In this format, the data will be processed (overlapping repeats are
merged etc), alternative output (.ace or .gff) can be created and an
overview .tbl file will be created. Classes that will be displayed in
the .tbl file are 'SINE', 'LINE', 'LTR', 'DNA', 'Satellite', anything
with 'RNA' in it, 'Simple_repeat', and 'Other' or 'Unknown' (the
latter defaults when class is missing). Subclasses are plentiful. They
are not all tabulated in the .tbl file or necessarily spelled
identically as in the repeat files, so check the RepeatMasker.embl
file for names that can be parsed into the .tbl file.

So below I'll parse the PASTEC output and construct the header in that format.

In [29]:
PASTEClassifications = open("/Users/danieljeffries/Data/M_huetii_genome/PASTEC/PASTEC_homology_1.classif", 'r').readlines()
headers = {}

for line in PASTEClassifications:
        
    seq_id = line.split()[0] 
    rep_class = line.split()[4]
    rep_order = line.split()[5]
    
    if rep_class == "noCat":
        rep_class = "Unknown"
    if rep_order == "noCat":
        rep_order = "Unknown"
    
    ## Find the subclass.

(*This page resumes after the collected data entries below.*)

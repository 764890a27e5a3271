use bytes::Bytes;
use log::{debug, info};
use serde::{Serialize, de::DeserializeOwned};
use serde_json::Value;

use crate::{
    api::{
        CHAT_PATH, RESULT_PATH,
        chat::{ChatRequest, ChatResponse, Completion},
        draw::{DrawResult, Envelope, JobStatus, ResultQuery, Submitted},
    },
    clock::Clock,
    config::Config,
    error::{Result, SkillError},
    poll::{JobState, JobTracker, PollStep},
    retry::with_retry,
    transport::{HttpReply, Transport, TransportError},
};

/// Opaque id of an in-progress generation.
#[derive(Debug, Clone, PartialEq, Eq)]
pub struct JobHandle {
    pub id: String,
}

pub struct GrsaiClient<T, C> {
    config: Config,
    transport: T,
    clock: C,
}

impl<T: Transport, C: Clock> GrsaiClient<T, C> {
    pub fn new(config: Config, transport: T, clock: C) -> Self {
        Self {
            config,
            transport,
            clock,
        }
    }

    pub async fn chat(&self, req: &ChatRequest) -> Result<Completion> {
        let url = self.config.endpoint(CHAT_PATH);
        let body = to_body(req)?;
        let (url, body) = (&url, &body);

        let resp = with_retry(&self.config.retry, &self.clock, "chat", || async move {
            self.post_once::<ChatResponse>(url, body).await
        })
        .await?;
        resp.into_completion()
    }

    /// Submits a generation job and waits for it to reach a terminal state.
    pub async fn generate(&self, path: &str, payload: &impl Serialize) -> Result<DrawResult> {
        let mut tracker = JobTracker::new(self.config.poll);
        tracker.request_sent();
        let job = self.submit(path, payload).await?;
        info!("Task created: {}", job.id);
        tracker.job_created();
        self.wait(&job, &mut tracker).await
    }

    pub async fn submit(&self, path: &str, payload: &impl Serialize) -> Result<JobHandle> {
        let url = self.config.endpoint(path);
        let body = to_body(payload)?;
        let (url, body) = (&url, &body);

        let submitted = with_retry(&self.config.retry, &self.clock, "submit", || async move {
            self.post_once::<Envelope<Submitted>>(url, body)
                .await?
                .into_data()
        })
        .await?;

        submitted
            .id
            .filter(|id| !id.is_empty())
            .map(|id| JobHandle { id })
            .ok_or_else(|| SkillError::protocol("No task ID in response"))
    }

    pub async fn poll_status(&self, job: &JobHandle) -> Result<JobStatus> {
        let url = self.config.endpoint(RESULT_PATH);
        let body = to_body(&ResultQuery { id: &job.id })?;
        let (url, body) = (&url, &body);

        let result = with_retry(&self.config.retry, &self.clock, "poll", || async move {
            self.post_once::<Envelope<DrawResult>>(url, body)
                .await?
                .into_data()
        })
        .await?;
        Ok(result.into_status())
    }

    async fn wait(&self, job: &JobHandle, tracker: &mut JobTracker) -> Result<DrawResult> {
        let started = self.clock.now();
        loop {
            let status = self.poll_status(job).await?;
            let elapsed = self.clock.now().duration_since(started);
            match tracker.observe(status, elapsed) {
                PollStep::Wait(interval) => {
                    if let JobState::Polling { progress } = tracker.state() {
                        info!("Progress: {progress}% (running)");
                    }
                    self.clock.sleep(interval).await;
                }
                PollStep::Done(result) => return Ok(result),
                PollStep::Failed(message) => {
                    return Err(SkillError::GenerationFailure { message });
                }
                PollStep::TimedOut => {
                    return Err(SkillError::Timeout {
                        job_id: job.id.clone(),
                        waited: elapsed,
                    });
                }
            }
        }
    }

    pub async fn download(&self, url: &str) -> Result<Bytes> {
        with_retry(&self.config.retry, &self.clock, "download", || async move {
            let reply = self.transport.get(url).await.map_err(transport_error)?;
            check_status(reply)
        })
        .await
    }

    async fn post_once<R: DeserializeOwned>(&self, url: &str, body: &Value) -> Result<R> {
        debug!("POST {url}: {body}");
        let reply = self
            .transport
            .post_json(url, &self.config.api_key, body)
            .await
            .map_err(transport_error)?;
        let bytes = check_status(reply)?;
        serde_json::from_slice(&bytes).map_err(|e| {
            let body = String::from_utf8_lossy(&bytes);
            SkillError::protocol(format!("{e}: {body}"))
        })
    }
}

fn to_body(payload: &impl Serialize) -> Result<Value> {
    serde_json::to_value(payload).map_err(|e| SkillError::Transport {
        message: format!("could not encode request: {e}"),
    })
}

fn transport_error(err: TransportError) -> SkillError {
    match err {
        TransportError::Timeout(_) | TransportError::Connect(_) => SkillError::TransientFailure {
            message: err.to_string(),
        },
        TransportError::Other(message) => SkillError::Transport { message },
    }
}

/// 2xx passes, 401 is fatal, 429 is transient, anything else is unexpected.
fn check_status(reply: HttpReply) -> Result<Bytes> {
    match reply.status {
        _ if reply.is_success() => Ok(reply.body),
        401 => Err(SkillError::AuthenticationFailure {
            message: reply.body_text(),
        }),
        429 => Err(SkillError::TransientFailure {
            message: format!(
                "Rate limited (HTTP 429): too many requests. Details: {}",
                reply.body_text()
            ),
        }),
        status => Err(SkillError::protocol(format!(
            "HTTP {status}: {}",
            reply.body_text()
        ))),
    }
}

From the PASTEC output for mercurialis I only see Gypsy & Copia, so I only look for these
    
    subclass = "Unknown"
    
    for i in line.split():
        if "Gypsy" in i:
            subclass = "Gypsy"
        elif "Copia" in i:
            subclass = "Copia"        
    
    headers[seq_id] = "%s#%s/%s" % (seq_id, rep_order, subclass)

### No go through the replong fasta file and change the headers

I'll also remove the sequences that were annotated as potential host genes

In [31]:
from Bio import SeqIO

fasta = SeqIO.parse(open("/Users/danieljeffries/Data/M_huetii_genome/M_annua_homologs/result.fa", 'r'), "fasta")
out_fasta_handle = open("/Users/danieljeffries/Data/M_huetii_genome/M_annua_homologs/result_classif.fa", 'w')

for seq in fasta:
    if seq.id in headers:
        if "PotentialHostGene" not in headers[seq.id]:
            seq.id = headers[seq.id]
            SeqIO.write(seq, out_fasta_handle, "fasta")
        
out_fasta_handle.close()

Ended up with 1619 sequences (-270 host gene sequences).